Thursday, November 27, 2014

Bono: Comic Super-Hero


New comic book details Bono's life and career


A new comic book chronicles U2 front man Bono's life in vivid color.

The life of U2's front man Bono is the subject of the latest edition of Bluewater Production's Fame comic book series. The glossy tracks the Irishman's boyhood, his music career and humanitarian work. It also features Bloody Sunday, the 1972 shooting of protesters in Northern Ireland, which later inspired the U2 single, Sunday Bloody Sunday. "Fame" is available in print and digital form on November 19.

Written by  Michael L. Frizell with artists, David Frizell (cover), Gary Scott Beatty(letterer), and  Jayfri Hashim (colourist, penciler).


Wednesday, November 26, 2014

Bono out of action for `three months'

U2

Bono will be out of action for "at least three months" following his bicycle accident in New York last week which saw him undergo five hours of surgery after he suffered serious arm and face injuries.

The Sunday Independent reports that the singer's injuries could postpone U2's world tour, which they plan to kick off in the US next year.
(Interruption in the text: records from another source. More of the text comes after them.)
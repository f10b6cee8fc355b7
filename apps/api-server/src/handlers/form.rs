//! Request bodies. Post and profile endpoints accept JSON, url-encoded or
//! `multipart/form-data` with an optional `file` part; the auth and comment
//! endpoints take JSON or url-encoded only.

use std::collections::HashMap;

use actix_multipart::Multipart;
use actix_web::{Either, HttpMessage, HttpRequest, web};
use futures::StreamExt;
use serde_json::Value;

use inkwell_core::ports::Upload;

use crate::middleware::error::{AppError, AppResult};

/// Multipart part carrying the image.
pub const FILE_FIELD: &str = "file";

const MULTIPART_FORM_DATA: &str = "multipart/form-data";
const URLENCODED: &str = "application/x-www-form-urlencoded";

/// A typed body sent either as JSON or as an HTML form.
pub type JsonOrForm<T> = Either<web::Json<T>, web::Form<T>>;

pub fn into_body<T>(body: JsonOrForm<T>) -> T {
    match body {
        Either::Left(web::Json(inner)) => inner,
        Either::Right(web::Form(inner)) => inner,
    }
}

/// Text fields and at most one file from a request body.
#[derive(Debug, Default)]
pub struct FormInput {
    fields: HashMap<String, String>,
    file: Option<Upload>,
}

impl FormInput {
    /// Read the body, rejecting anything larger than `limit` bytes.
    pub async fn read(req: &HttpRequest, payload: web::Payload, limit: usize) -> AppResult<Self> {
        match req.content_type() {
            MULTIPART_FORM_DATA => Self::from_multipart(req, payload, limit).await,
            URLENCODED => Self::from_urlencoded(&read_body(payload, limit).await?),
            _ => Self::from_json(&read_body(payload, limit).await?),
        }
    }

    async fn from_multipart(
        req: &HttpRequest,
        payload: web::Payload,
        limit: usize,
    ) -> AppResult<Self> {
        let mut multipart = Multipart::new(req.headers(), payload);
        let mut input = Self::default();
        let mut received = 0usize;

        while let Some(field) = multipart.next().await {
            let mut field = field.map_err(|e| AppError::BadRequest(e.to_string()))?;
            let Some(name) = field.name().map(str::to_owned) else {
                continue;
            };
            let file_name = field
                .content_disposition()
                .and_then(|cd| cd.get_filename())
                .map(str::to_owned);

            let mut bytes = Vec::new();
            while let Some(chunk) = field.next().await {
                let chunk = chunk.map_err(|e| AppError::BadRequest(e.to_string()))?;
                received += chunk.len();
                if received > limit {
                    return Err(AppError::BadRequest(format!(
                        "Upload exceeds the {limit} byte limit"
                    )));
                }
                bytes.extend_from_slice(&chunk);
            }

            if name == FILE_FIELD && file_name.is_some() {
                if !bytes.is_empty() {
                    input.file = Some(Upload { file_name, bytes });
                }
            } else {
                let value = String::from_utf8(bytes)
                    .map_err(|_| AppError::BadRequest(format!("Field {name} is not valid text")))?;
                input.fields.insert(name, value);
            }
        }

        Ok(input)
    }

    fn from_urlencoded(body: &[u8]) -> AppResult<Self> {
        let pairs: Vec<(String, String)> = serde_urlencoded::from_bytes(body)
            .map_err(|e| AppError::BadRequest(format!("Invalid form body: {e}")))?;

        Ok(Self {
            fields: pairs.into_iter().collect(),
            file: None,
        })
    }

    fn from_json(body: &[u8]) -> AppResult<Self> {
        if body.iter().all(u8::is_ascii_whitespace) {
            return Ok(Self::default());
        }

        let object: serde_json::Map<String, Value> = serde_json::from_slice(body)
            .map_err(|e| AppError::BadRequest(format!("Invalid JSON body: {e}")))?;

        let fields = object
            .into_iter()
            .filter_map(|(key, value)| match value {
                Value::String(s) => Some((key, s)),
                Value::Number(n) => Some((key, n.to_string())),
                Value::Bool(b) => Some((key, b.to_string())),
                _ => None,
            })
            .collect();

        Ok(Self { fields, file: None })
    }

    /// A text field, `None` when absent or blank.
    pub fn text(&self, name: &str) -> Option<String> {
        self.fields
            .get(name)
            .filter(|v| !v.trim().is_empty())
            .cloned()
    }

    pub fn take_file(&mut self) -> Option<Upload> {
        self.file.take()
    }
}

async fn read_body(mut payload: web::Payload, limit: usize) -> AppResult<Vec<u8>> {
    let mut body = Vec::new();
    while let Some(chunk) = payload.next().await {
        let chunk = chunk.map_err(|e| AppError::BadRequest(e.to_string()))?;
        if body.len() + chunk.len() > limit {
            return Err(AppError::BadRequest(format!(
                "Body exceeds the {limit} byte limit"
            )));
        }
        body.extend_from_slice(&chunk);
    }
    Ok(body)
}

#[cfg(test)]
mod tests {
    use super::*;

    #[test]
    fn test_urlencoded_fields_are_decoded() {
        let input = FormInput::from_urlencoded(b"title=Caf%C3%A9+notes&content=a%26b&empty=").unwrap();

        assert_eq!(input.text("title").as_deref(), Some("Café notes"));
        assert_eq!(input.text("content").as_deref(), Some("a&b"));
        assert_eq!(input.text("empty"), None);
    }

    #[test]
    fn test_json_keeps_scalars_and_drops_nested_values() {
        let input =
            FormInput::from_json(br#"{"title":"T","is_published":true,"tags":["a"]}"#).unwrap();

        assert_eq!(input.text("title").as_deref(), Some("T"));
        assert_eq!(input.text("is_published").as_deref(), Some("true"));
        assert_eq!(input.text("tags"), None);
    }

    #[test]
    fn test_blank_json_body_is_empty_input() {
        assert!(FormInput::from_json(b"  ").unwrap().fields.is_empty());
        assert!(FormInput::from_json(b"{").is_err());
    }
}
Bono sustained multiple fractures to his left arm, shoulder blade and injuries to his face after he came off his bicycle as he tried to avoid another cyclist in New York's Central Park.

He underwent a five-hour operation on Sunday night and had three plates and 18 screws inserted.

"The injuries will take at least three months to recover," a source told the Sunday Independent. "Bono plays guitar a lot, and his arm and shoulder will need extensive physiotherapy if he is going to be ready for the tour. It all depends now on how quickly he can recover."

U2 have hinted that their new tour, their first in three years, will see the band play smaller, more intimate venues to suit their new album, Songs of Innocence.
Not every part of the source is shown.